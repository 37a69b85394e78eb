//! Upgrades legacy card documents before they are deserialized.

use cardcycle_core::{CoreError, CoreResult};
use cardcycle_domain::{Card, TransactionKind};
use serde_json::{Map, Value};

const LEGACY_INSTALLMENT_FLAG: &str = "isInstallment";

/// Cards decoded from a JSON document plus one note per upgraded transaction.
#[derive(Debug, Clone, Default)]
pub struct MigratedCards {
    pub cards: Vec<Card>,
    pub migrations: Vec<String>,
}

/// Validates a card array, fills in missing transaction kinds and decodes it.
///
/// Every card needs `id`, `nickname`, a numeric `creditLimit` and a
/// `transactions` array. Failures are reported as [`CoreError::MalformedImport`].
pub fn cards_from_value(value: Value) -> CoreResult<MigratedCards> {
    let Value::Array(entries) = value else {
        return Err(CoreError::MalformedImport(
            "expected an array of cards".into(),
        ));
    };

    let mut migrated = MigratedCards::default();
    for (index, mut entry) in entries.into_iter().enumerate() {
        let card_id = validate_card(index, &entry)?;
        if let Some(transactions) = entry
            .get_mut("transactions")
            .and_then(Value::as_array_mut)
        {
            for txn in transactions.iter_mut().filter_map(Value::as_object_mut) {
                if let Some(note) = migrate_transaction(txn) {
                    migrated.migrations.push(format!("card {card_id}: {note}"));
                }
            }
        }
        let card: Card = serde_json::from_value(entry)
            .map_err(|err| CoreError::MalformedImport(format!("card {card_id}: {err}")))?;
        migrated.cards.push(card);
    }

    if !migrated.migrations.is_empty() {
        tracing::warn!(
            count = migrated.migrations.len(),
            "upgraded legacy transactions"
        );
    }
    Ok(migrated)
}

fn validate_card(index: usize, entry: &Value) -> CoreResult<String> {
    let malformed = |reason: &str| {
        CoreError::MalformedImport(format!("card at position {index} {reason}"))
    };
    let object = entry.as_object().ok_or_else(|| malformed("is not an object"))?;
    let id = object
        .get("id")
        .and_then(Value::as_str)
        .filter(|id| !id.trim().is_empty())
        .ok_or_else(|| malformed("has no id"))?;
    if !object.get("nickname").is_some_and(Value::is_string) {
        return Err(malformed("has no nickname"));
    }
    if !object.get("creditLimit").is_some_and(Value::is_number) {
        return Err(malformed("has no numeric creditLimit"));
    }
    if !object.get("transactions").is_some_and(Value::is_array) {
        return Err(malformed("has no transactions array"));
    }
    Ok(id.to_string())
}

/// Applies the legacy upgrades to one transaction, describing what changed.
fn migrate_transaction(txn: &mut Map<String, Value>) -> Option<String> {
    let mut changes = Vec::new();
    let id = txn
        .get("id")
        .and_then(Value::as_str)
        .unwrap_or("<unknown>")
        .to_string();

    if !txn.get("type").is_some_and(Value::is_string) {
        let amount = txn.get("amount").and_then(Value::as_f64).unwrap_or(0.0);
        let legacy_installment = txn
            .get(LEGACY_INSTALLMENT_FLAG)
            .and_then(Value::as_bool)
            .unwrap_or(false);
        let kind = if amount < 0.0 {
            TransactionKind::GeneralPayment
        } else if legacy_installment {
            TransactionKind::InstallmentPurchase
        } else {
            TransactionKind::Expense
        };
        txn.insert("type".into(), Value::String(kind.as_str().into()));
        changes.push(format!("set type to {kind}"));
    }
    txn.remove(LEGACY_INSTALLMENT_FLAG);

    if let Some(Value::String(date)) = txn.get_mut("date") {
        // ISO timestamps keep only the calendar day.
        if date.len() > 10 && date.is_char_boundary(10) {
            date.truncate(10);
            changes.push("truncated date to the calendar day".into());
        }
    }

    if changes.is_empty() {
        None
    } else {
        Some(format!("transaction {id} {}", changes.join(", ")))
    }
}
//! A multi-call LZW scenario exercising code-width growth (3 bits to 4
//! bits mid-stream, per the classic GIF LZW dictionary-growth rule) fed
//! across a suspend/resume boundary that splits the packed bytes mid-code.

use wuffle::{LzwDecoder, ReadBuffer, Status, Suspension, WriteBuffer};

// min_code_size=2 (clear=4, end=5); codes [clear, 0, 0, 0, 0, 0, end] packed
// LSB-first. The first three literal 0s are coded at width 3; the dictionary
// reaches 2^3 entries after the third one, so the decoder's width grows to 4
// for the remaining codes. Verified by hand-simulating the same dictionary
// bookkeeping the decoder itself performs.
const FIVE_ZEROS_WITH_WIDTH_GROWTH: &[u8] = &[0x04, 0x00, 0x50];

#[test]
fn decodes_in_one_call() {
    let mut lzw = LzwDecoder::new(2);
    let mut out = [0u8; 8];
    let mut src = ReadBuffer::closed_at_eof(FIVE_ZEROS_WITH_WIDTH_GROWTH);
    let mut dst = WriteBuffer::new(&mut out);
    let status = lzw.decode_io_writer(&mut dst, &mut src);
    assert!(status.is_ok(), "status: {status:?}");
    assert_eq!(&out[..dst.wi], &[0, 0, 0, 0, 0]);
}

#[test]
fn resumes_across_a_width_growth_boundary() {
    let mut lzw = LzwDecoder::new(2);
    let mut out = [0u8; 8];
    let mut collected = Vec::new();
    let mut pos = 0usize;
    loop {
        let end = (pos + 1).min(FIVE_ZEROS_WITH_WIDTH_GROWTH.len());
        let mut src = ReadBuffer::new(&FIVE_ZEROS_WITH_WIDTH_GROWTH[pos..end]);
        src.closed = end == FIVE_ZEROS_WITH_WIDTH_GROWTH.len();
        let mut dst = WriteBuffer::new(&mut out);
        let status = lzw.decode_io_writer(&mut dst, &mut src);
        collected.extend_from_slice(&out[..dst.wi]);
        pos += src.ri;
        match status {
            Status::Ok => break,
            Status::Suspension(Suspension::ShortRead) => continue,
            other => panic!("unexpected status: {other:?} at pos {pos}"),
        }
    }
    assert_eq!(collected, vec![0, 0, 0, 0, 0]);
}

#[test]
fn short_write_buffer_suspends_and_resumes_mid_run() {
    let mut lzw = LzwDecoder::new(2);
    let mut out = [0u8; 5];
    let mut produced = 0usize;
    let mut src = ReadBuffer::closed_at_eof(FIVE_ZEROS_WITH_WIDTH_GROWTH);
    loop {
        let end = (produced + 2).min(out.len());
        let mut dst = WriteBuffer::new(&mut out[produced..end]);
        let status = lzw.decode_io_writer(&mut dst, &mut src);
        produced += dst.wi;
        match status {
            Status::Ok => break,
            Status::Suspension(Suspension::ShortWrite) => continue,
            other => panic!("unexpected status: {other:?}"),
        }
    }
    assert_eq!(&out[..produced], &[0, 0, 0, 0, 0]);
}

= = =

* WHAT IS BEING ASKED *
The word "MalformedImport" is the filter: copy every line of the listing above that contains it.

* THE ANSWER *
/// `transactions` array. Failures are reported as [`CoreError::MalformedImport`].
        return Err(CoreError::MalformedImport(
            .map_err(|err| CoreError::MalformedImport(format!("card {card_id}: {err}")))?;
        CoreError::MalformedImport(format!("card at position {index} {reason}"))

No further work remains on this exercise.